■ GIVEN RECORDS ■
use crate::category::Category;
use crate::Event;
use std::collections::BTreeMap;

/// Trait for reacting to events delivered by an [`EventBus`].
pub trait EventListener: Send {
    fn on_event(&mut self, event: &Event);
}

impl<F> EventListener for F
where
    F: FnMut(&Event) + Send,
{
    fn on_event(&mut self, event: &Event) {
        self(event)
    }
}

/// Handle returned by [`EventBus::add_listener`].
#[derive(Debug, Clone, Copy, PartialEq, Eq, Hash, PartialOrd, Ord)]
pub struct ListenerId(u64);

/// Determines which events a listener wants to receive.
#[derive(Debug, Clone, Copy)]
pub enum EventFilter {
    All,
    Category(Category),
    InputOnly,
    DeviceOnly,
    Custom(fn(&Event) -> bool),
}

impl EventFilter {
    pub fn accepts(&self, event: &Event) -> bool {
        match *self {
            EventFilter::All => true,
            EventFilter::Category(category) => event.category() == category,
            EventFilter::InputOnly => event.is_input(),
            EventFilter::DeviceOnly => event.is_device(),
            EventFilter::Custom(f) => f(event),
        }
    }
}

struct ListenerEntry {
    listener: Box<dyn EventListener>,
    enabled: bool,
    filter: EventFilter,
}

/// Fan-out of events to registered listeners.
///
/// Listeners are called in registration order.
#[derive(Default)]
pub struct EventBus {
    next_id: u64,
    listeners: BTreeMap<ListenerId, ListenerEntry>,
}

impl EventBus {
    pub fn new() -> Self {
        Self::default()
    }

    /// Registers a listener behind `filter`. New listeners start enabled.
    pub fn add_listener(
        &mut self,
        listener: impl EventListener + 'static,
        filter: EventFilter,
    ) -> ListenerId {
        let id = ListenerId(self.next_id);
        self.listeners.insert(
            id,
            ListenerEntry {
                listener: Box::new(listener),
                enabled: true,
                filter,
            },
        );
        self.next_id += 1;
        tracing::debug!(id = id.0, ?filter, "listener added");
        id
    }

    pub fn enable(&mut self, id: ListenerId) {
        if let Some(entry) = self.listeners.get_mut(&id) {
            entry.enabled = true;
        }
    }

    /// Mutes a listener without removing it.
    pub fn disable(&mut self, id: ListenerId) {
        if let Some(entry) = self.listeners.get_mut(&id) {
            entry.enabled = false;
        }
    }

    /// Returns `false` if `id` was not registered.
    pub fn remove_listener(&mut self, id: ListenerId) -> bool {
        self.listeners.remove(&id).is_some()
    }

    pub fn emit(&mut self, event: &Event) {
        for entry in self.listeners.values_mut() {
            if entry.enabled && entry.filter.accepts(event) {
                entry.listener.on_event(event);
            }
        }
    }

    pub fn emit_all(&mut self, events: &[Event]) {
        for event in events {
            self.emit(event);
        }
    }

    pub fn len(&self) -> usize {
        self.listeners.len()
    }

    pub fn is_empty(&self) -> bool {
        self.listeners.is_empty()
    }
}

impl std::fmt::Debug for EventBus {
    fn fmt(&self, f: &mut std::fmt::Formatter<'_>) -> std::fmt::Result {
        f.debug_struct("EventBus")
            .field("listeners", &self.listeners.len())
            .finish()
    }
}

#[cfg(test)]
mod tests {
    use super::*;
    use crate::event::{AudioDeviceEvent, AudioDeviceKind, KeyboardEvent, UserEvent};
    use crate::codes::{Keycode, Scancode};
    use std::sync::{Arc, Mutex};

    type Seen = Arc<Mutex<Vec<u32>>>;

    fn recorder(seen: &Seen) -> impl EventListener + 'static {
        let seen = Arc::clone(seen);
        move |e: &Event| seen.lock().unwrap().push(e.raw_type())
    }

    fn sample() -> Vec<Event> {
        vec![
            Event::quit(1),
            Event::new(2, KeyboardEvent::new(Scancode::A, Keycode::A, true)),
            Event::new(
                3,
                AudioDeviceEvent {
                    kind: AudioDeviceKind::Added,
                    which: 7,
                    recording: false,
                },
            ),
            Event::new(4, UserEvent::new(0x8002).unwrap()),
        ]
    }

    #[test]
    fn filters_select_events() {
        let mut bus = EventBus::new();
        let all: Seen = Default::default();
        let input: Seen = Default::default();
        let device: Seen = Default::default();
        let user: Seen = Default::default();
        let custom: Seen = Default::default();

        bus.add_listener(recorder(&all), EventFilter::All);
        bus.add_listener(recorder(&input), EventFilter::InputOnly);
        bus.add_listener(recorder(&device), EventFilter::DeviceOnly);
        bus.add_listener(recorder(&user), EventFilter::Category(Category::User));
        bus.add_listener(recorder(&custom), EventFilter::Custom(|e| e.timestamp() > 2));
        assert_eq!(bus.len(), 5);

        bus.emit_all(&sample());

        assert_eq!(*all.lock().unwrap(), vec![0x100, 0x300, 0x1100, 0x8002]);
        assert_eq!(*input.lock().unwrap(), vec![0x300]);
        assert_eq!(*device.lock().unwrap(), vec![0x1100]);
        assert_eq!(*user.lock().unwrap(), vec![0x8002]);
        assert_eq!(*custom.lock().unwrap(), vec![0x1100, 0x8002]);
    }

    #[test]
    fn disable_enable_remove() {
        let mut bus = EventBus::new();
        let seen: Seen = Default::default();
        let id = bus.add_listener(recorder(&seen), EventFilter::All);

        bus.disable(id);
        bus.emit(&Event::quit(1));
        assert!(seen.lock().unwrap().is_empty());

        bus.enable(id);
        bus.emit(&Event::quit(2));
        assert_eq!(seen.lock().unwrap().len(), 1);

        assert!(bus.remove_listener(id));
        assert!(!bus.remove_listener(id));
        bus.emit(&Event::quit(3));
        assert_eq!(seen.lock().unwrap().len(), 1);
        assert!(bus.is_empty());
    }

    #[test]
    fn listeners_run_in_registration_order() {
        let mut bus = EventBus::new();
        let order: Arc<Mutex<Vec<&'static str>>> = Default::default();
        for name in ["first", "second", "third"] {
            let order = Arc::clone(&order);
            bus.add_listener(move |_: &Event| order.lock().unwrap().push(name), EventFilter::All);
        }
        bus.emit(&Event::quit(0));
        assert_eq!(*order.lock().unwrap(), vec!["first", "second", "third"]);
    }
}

■ PROBLEM DESCRIPTION ■
Once you find the line with "listeners start enabled." above, print it and every line after it up to and including the line with "pub fn disable(&mut", exactly as written and nothing else.

■ TASK OUTPUT ■
    /// Registers a listener behind `filter`. New listeners start enabled.
    pub fn add_listener(
        &mut self,
        listener: impl EventListener + 'static,
        filter: EventFilter,
    ) -> ListenerId {
        let id = ListenerId(self.next_id);
        self.listeners.insert(
            id,
            ListenerEntry {
                listener: Box::new(listener),
                enabled: true,
                filter,
            },
        );
        self.next_id += 1;
        tracing::debug!(id = id.0, ?filter, "listener added");
        id
    }

    pub fn enable(&mut self, id: ListenerId) {
        if let Some(entry) = self.listeners.get_mut(&id) {
            entry.enabled = true;
        }
    }

    /// Mutes a listener without removing it.
    pub fn disable(&mut self, id: ListenerId) {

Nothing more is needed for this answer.